(10 years, 2 months ago)
Commons ChamberI join in the congratulations to my hon. Friends the Members for Thurrock (Jackie Doyle-Price) and for Harlow (Robert Halfon). This is precisely the type of issue for which the Backbench Business Committee was established, so that we can try to alleviate the problems of people who feel their voice is rarely heard when set against a big bureaucracy.
Parking charges are an important issue because there are both philosophical and practical problems with them. Philosophically, it was never the intention that patients should be forced into a back-door stealth tax by virtue of the fact that they drive a car and need to park at a hospital. Health care has always been funded through general taxation, not patient charges, and that principle has been established by all parties. Also, surplus income has been ring-fenced for NHS activities. We run the risk of undermining the philosophical underpinning of the NHS. I accept that this is a cross-party matter, because Labour also sought to deal with it when it was in government.
In practical terms, parking charges cause real hardship for the simple reason that they are a regressive type of taxation that hits the elderly, the poorest and the sickest at the most vulnerable times in their lives. We have heard about various cases today. There are bigger issues involved in the debate, too, including our friends the West Lothian question and the Barnett formula. There is a question of fairness and equity, because people in Wales and Scotland do not suffer a similar encumbrance. Effectively, my constituents in England make a capital payment for free parking at health care facilities in Wales and Scotland, which cannot be right.
As my hon. Friend the Member for Hereford and South Herefordshire (Jesse Norman) said, there is a bigger strategic financial issue to consider—the impact of the private finance initiative, particularly schemes such as that in my local trust, the Peterborough and Stamford Hospitals NHS Foundation Trust, which incidentally has a structural annual deficit of £40 million and so finds it difficult to deal with such matters. Both the Treasury and the Department of Health should consider the irreducibility and intractability of the debt encumbrance on such trusts, which forces them to seek finance in that way. I hope that Ministers will think in such wider strategic terms.
I agree with pretty much everything that the hon. Gentleman has said. One big problem is that many hospital trusts have gone into fairly long-term contractual arrangements with private sector car parking providers. Alongside the broader points that he makes about hospital funding and PFI, the Government should examine the structure of the parking contracts that hospital trusts have put in place. One of the few ways in which they can help in that regard is through national guidance. The Government should take a lead and say to hospital trusts, “You must review this.”
The hon. Gentleman is absolutely right, and he touches obliquely on another issue—that of transparency, which some of my hon. Friends have mentioned. It should not just be through freedom of information requests by my hon. Friend the Member for Harlow that we get the relevant data before us. Incidentally, my local trust substantially increased its parking revenue from £1.56 million to £1.71 million in one fiscal year. Transparency throws up some perverse practices, such as the fact that at Stamford hospital, in the constituency of my hon. Friend the Member for Grantham and Stamford (Nick Boles), a small community hospital, there is no requirement to pay for parking, but people have to pay at Peterborough hospital, which serves virtually all my constituents. I do not think that is right.

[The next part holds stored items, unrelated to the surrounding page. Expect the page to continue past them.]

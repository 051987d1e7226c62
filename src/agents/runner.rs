//! Running a single Claude CLI invocation
//!
//! `AgentRunner` is the seam between orchestration (interactive agents, the
//! Ralph Loop) and the actual `claude` process, so orchestration can be
//! exercised with scripted runners.

use super::stream_parser::{collect_text, parse_line, StreamEvent};
use anyhow::{anyhow, Context};
use async_trait::async_trait;
use std::path::PathBuf;
use std::process::Stdio;
use std::sync::Arc;
use tokio::io::{AsyncBufReadExt, AsyncReadExt, AsyncWriteExt, BufReader};
use tokio::process::Command;
use tokio::sync::watch;

/// Everything needed to launch one agent run
#[derive(Debug, Clone, Default)]
pub struct AgentRunRequest {
    pub working_dir: PathBuf,
    pub prompt: String,
    pub model: Option<String>,
    /// Claude session to continue (`--resume`)
    pub resume_session_id: Option<String>,
    pub append_system_prompt: Option<String>,
    pub allowed_tools: Vec<String>,
    pub disallowed_tools: Vec<String>,
    pub skip_permissions: bool,
}

/// Result of a finished (or cancelled) run
#[derive(Debug, Clone, Default)]
pub struct AgentRunOutput {
    /// Assistant text of the run
    pub text: String,
    pub session_id: Option<String>,
    pub cost_usd: Option<f64>,
    pub duration_ms: Option<u64>,
    pub exit_code: Option<i32>,
    /// The CLI reported an error result
    pub is_error: bool,
    pub cancelled: bool,
    pub stderr: String,
    pub events: Vec<StreamEvent>,
}

impl AgentRunOutput {
    /// Build the output from the parsed event stream
    pub fn from_events(events: Vec<StreamEvent>, exit_code: Option<i32>) -> Self {
        let mut output = AgentRunOutput {
            text: collect_text(&events),
            exit_code,
            ..Default::default()
        };

        for event in &events {
            match event {
                StreamEvent::Init { session_id, .. } if output.session_id.is_none() => {
                    output.session_id = session_id.clone();
                }
                StreamEvent::Result {
                    session_id,
                    cost_usd,
                    duration_ms,
                    is_error,
                    ..
                } => {
                    if session_id.is_some() {
                        output.session_id = session_id.clone();
                    }
                    output.cost_usd = *cost_usd;
                    output.duration_ms = *duration_ms;
                    output.is_error = *is_error;
                }
                _ => {}
            }
        }

        output.events = events;
        output
    }

    /// The run finished normally with a usable result
    pub fn succeeded(&self) -> bool {
        !self.cancelled && !self.is_error && self.exit_code == Some(0)
    }

    /// Human-readable failure reason
    pub fn failure_reason(&self) -> String {
        if self.cancelled {
            return "Agent run was cancelled".to_string();
        }
        let stderr = self.stderr.trim();
        match (self.exit_code, stderr.is_empty()) {
            (Some(code), false) => format!("Agent exited with code {}: {}", code, stderr),
            (Some(code), true) if self.is_error => {
                format!("Agent reported an error (exit code {}): {}", code, self.text)
            }
            (Some(code), true) => format!("Agent exited with code {}", code),
            (None, _) => "Agent was terminated by a signal".to_string(),
        }
    }
}

/// Callback invoked for every parsed event while the process runs
pub type EventCallback = Arc<dyn Fn(&StreamEvent) + Send + Sync>;

/// Cooperative cancellation for a running agent
#[derive(Clone)]
pub struct CancelHandle {
    tx: Arc<watch::Sender<bool>>,
}

impl CancelHandle {
    pub fn new() -> Self {
        let (tx, _) = watch::channel(false);
        Self { tx: Arc::new(tx) }
    }

    pub fn cancel(&self) {
        self.tx.send_replace(true);
    }

    pub fn is_cancelled(&self) -> bool {
        *self.tx.borrow()
    }

    /// Resolves once `cancel` has been called
    pub async fn cancelled(&self) {
        let mut rx = self.tx.subscribe();
        let _ = rx.wait_for(|cancelled| *cancelled).await;
    }
}

impl Default for CancelHandle {
    fn default() -> Self {
        Self::new()
    }
}

#[async_trait]
pub trait AgentRunner: Send + Sync {
    /// Run the agent to completion. Returns `Err` only when the process
    /// could not be started or its output could not be read; an unsuccessful
    /// exit is reported through `AgentRunOutput`.
    async fn run(
        &self,
        request: AgentRunRequest,
        on_event: EventCallback,
        cancel: CancelHandle,
    ) -> anyhow::Result<AgentRunOutput>;
}

/// Runs the real `claude` CLI in stream-json mode
pub struct ClaudeCliRunner {
    claude_path: Option<PathBuf>,
}

impl ClaudeCliRunner {
    pub fn new(claude_path: Option<PathBuf>) -> Self {
        Self { claude_path }
    }

    /// Command-line arguments for a request. The prompt goes on stdin.
    pub fn build_args(request: &AgentRunRequest) -> Vec<String> {
        let mut args: Vec<String> = vec![
            "--print".into(),
            "--output-format".into(),
            "stream-json".into(),
            "--verbose".into(),
        ];

        if let Some(session_id) = &request.resume_session_id {
            args.push("--resume".into());
            args.push(session_id.clone());
        }
        if let Some(model) = request.model.as_ref().filter(|m| !m.is_empty()) {
            args.push("--model".into());
            args.push(model.clone());
        }
        if let Some(prompt) = request
            .append_system_prompt
            .as_ref()
            .filter(|p| !p.trim().is_empty())
        {
            args.push("--append-system-prompt".into());
            args.push(prompt.clone());
        }
        if !request.allowed_tools.is_empty() {
            args.push("--allowedTools".into());
            args.extend(request.allowed_tools.iter().cloned());
        }
        if !request.disallowed_tools.is_empty() {
            args.push("--disallowedTools".into());
            args.extend(request.disallowed_tools.iter().cloned());
        }
        if request.skip_permissions {
            args.push("--dangerously-skip-permissions".into());
        }

        args
    }
}

#[async_trait]
impl AgentRunner for ClaudeCliRunner {
    async fn run(
        &self,
        request: AgentRunRequest,
        on_event: EventCallback,
        cancel: CancelHandle,
    ) -> anyhow::Result<AgentRunOutput> {
        let program = self
            .claude_path
            .clone()
            .ok_or_else(|| anyhow!("Claude CLI not found. Install it or set --claude-path"))?;
        let args = Self::build_args(&request);

        log::info!(
            "[ClaudeCliRunner] Spawning {:?} in {:?} (resume: {:?})",
            program,
            request.working_dir,
            request.resume_session_id
        );

        let mut child = Command::new(&program)
            .args(&args)
            .current_dir(&request.working_dir)
            .stdin(Stdio::piped())
            .stdout(Stdio::piped())
            .stderr(Stdio::piped())
            .kill_on_drop(true)
            .spawn()
            .with_context(|| format!("Failed to spawn {:?}", program))?;

        if let Some(mut stdin) = child.stdin.take() {
            stdin
                .write_all(request.prompt.as_bytes())
                .await
                .context("Failed to write prompt to agent stdin")?;
            // Dropping stdin closes it so the CLI starts processing
        }

        let stdout = child
            .stdout
            .take()
            .ok_or_else(|| anyhow!("Failed to capture agent stdout"))?;
        let mut stderr = child
            .stderr
            .take()
            .ok_or_else(|| anyhow!("Failed to capture agent stderr"))?;

        let stderr_task = tokio::spawn(async move {
            let mut buf = String::new();
            let _ = stderr.read_to_string(&mut buf).await;
            buf
        });

        let mut lines = BufReader::new(stdout).lines();
        let mut events = Vec::new();
        let mut cancelled = false;

        loop {
            tokio::select! {
                line = lines.next_line() => match line {
                    Ok(Some(line)) => {
                        for event in parse_line(&line) {
                            on_event(&event);
                            events.push(event);
                        }
                    }
                    Ok(None) => break,
                    Err(e) => {
                        log::warn!("[ClaudeCliRunner] Failed to read agent output: {}", e);
                        break;
                    }
                },
                _ = cancel.cancelled() => {
                    log::info!("[ClaudeCliRunner] Cancelling agent process");
                    if let Err(e) = child.kill().await {
                        log::warn!("[ClaudeCliRunner] Failed to kill agent process: {}", e);
                    }
                    cancelled = true;
                    break;
                }
            }
        }

        let status = child.wait().await.context("Failed to wait for agent")?;
        let stderr_output = stderr_task.await.unwrap_or_default();

        let mut output = AgentRunOutput::from_events(events, status.code());
        output.cancelled = cancelled;
        output.stderr = stderr_output;

        log::info!(
            "[ClaudeCliRunner] Agent finished (exit: {:?}, cancelled: {}, cost: {:?})",
            output.exit_code,
            output.cancelled,
            output.cost_usd
        );

        Ok(output)
    }
}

I believe that there is a direct correlation between a wider lack of NHS transparency and high car parking charges. I cannot prove that, but it is my instinct. I say that having found out only a few weeks ago that the interim chief executive of the Peterborough trust was paid more than £400,000 a year for a four-day week. He did a good job, but at some cost to the taxpayer. Parking charges fall within that narrative, because patients should be allowed to know the costs of parking and the income received from it. As my hon. Friends have said, people parking at hospitals are vulnerable, stressed and upset, and things outside their control—bureaucracy, delay, getting the wrong treatment or whatever—can mean that they have to stay at a health care facility, such as a big acute district hospital, for longer than they would otherwise have to.
My hon. Friend the Member for Harrow East (Bob Blackman) made a good point about centres of excellence. In my area, the eastern region, people have to travel 30 or 40 miles. Someone with a child who has a poorly heart might have to travel from south Lincolnshire to Addenbrooke’s hospital or other places, which is difficult.
It would be churlish not to mention the Government’s guidelines. I welcome them, but we need to be tougher and we need a fiscal incentive for trusts to do the right thing—hopefully, abolishing parking charges. We need to punish trusts if they arbitrarily disregard the Government’s guidelines. Hopefully my hon. Friend the Member for Harlow, with his legendary powers of persuasion that we have seen in the past four years, will ask the Chancellor to take the appropriate action. Ultimately, we should work to abolish parking charges completely, because they are an insidious, pernicious tax on the most vulnerable people in our society.